▶ _What this task involves_
Copy out all lines in the data below containing the string "contents".

▶ _Provided information_
= = = = = = =
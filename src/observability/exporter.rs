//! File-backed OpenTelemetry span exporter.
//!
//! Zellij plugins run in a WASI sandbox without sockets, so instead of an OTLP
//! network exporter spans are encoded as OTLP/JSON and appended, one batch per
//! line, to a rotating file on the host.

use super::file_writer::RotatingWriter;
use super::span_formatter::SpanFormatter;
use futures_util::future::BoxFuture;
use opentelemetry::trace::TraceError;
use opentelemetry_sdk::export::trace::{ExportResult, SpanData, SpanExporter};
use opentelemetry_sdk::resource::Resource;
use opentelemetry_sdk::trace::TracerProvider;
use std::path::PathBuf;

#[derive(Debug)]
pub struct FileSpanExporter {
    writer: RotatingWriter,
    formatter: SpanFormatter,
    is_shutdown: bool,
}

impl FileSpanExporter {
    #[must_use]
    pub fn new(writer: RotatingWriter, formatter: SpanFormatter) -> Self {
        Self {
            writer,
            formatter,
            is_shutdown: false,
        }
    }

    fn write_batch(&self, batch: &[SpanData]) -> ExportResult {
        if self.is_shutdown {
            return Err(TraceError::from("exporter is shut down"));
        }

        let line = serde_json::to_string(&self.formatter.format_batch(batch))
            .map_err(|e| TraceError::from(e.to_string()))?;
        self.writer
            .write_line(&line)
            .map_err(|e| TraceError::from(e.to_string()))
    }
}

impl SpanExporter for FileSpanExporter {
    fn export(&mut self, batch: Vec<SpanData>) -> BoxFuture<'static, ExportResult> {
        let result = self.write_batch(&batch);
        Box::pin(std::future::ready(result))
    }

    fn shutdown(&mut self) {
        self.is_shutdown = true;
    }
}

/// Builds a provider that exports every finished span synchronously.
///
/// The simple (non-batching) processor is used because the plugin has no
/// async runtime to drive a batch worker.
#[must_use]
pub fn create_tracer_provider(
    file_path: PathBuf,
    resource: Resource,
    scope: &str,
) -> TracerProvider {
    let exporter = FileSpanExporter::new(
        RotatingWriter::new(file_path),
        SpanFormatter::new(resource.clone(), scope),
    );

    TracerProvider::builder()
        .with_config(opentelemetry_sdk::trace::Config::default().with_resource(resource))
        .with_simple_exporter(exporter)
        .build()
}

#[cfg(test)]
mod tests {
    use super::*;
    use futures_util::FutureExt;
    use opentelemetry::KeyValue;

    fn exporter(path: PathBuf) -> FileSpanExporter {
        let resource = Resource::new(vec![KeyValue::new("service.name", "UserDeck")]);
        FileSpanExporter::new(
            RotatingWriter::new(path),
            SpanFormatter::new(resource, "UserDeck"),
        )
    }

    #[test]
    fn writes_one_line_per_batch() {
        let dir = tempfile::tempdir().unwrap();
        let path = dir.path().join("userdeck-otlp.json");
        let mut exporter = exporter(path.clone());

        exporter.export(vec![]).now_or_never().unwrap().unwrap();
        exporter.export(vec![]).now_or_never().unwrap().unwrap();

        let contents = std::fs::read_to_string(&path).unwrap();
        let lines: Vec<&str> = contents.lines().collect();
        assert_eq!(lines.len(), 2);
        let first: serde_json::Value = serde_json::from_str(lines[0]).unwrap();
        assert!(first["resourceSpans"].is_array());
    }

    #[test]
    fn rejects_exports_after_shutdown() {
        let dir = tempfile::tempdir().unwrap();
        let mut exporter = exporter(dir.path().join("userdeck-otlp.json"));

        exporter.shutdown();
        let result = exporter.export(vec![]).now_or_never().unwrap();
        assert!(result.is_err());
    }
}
= = = = = = =
▶ _Answer to this task_
        let contents = std::fs::read_to_string(&path).unwrap();
        let lines: Vec<&str> = contents.lines().collect();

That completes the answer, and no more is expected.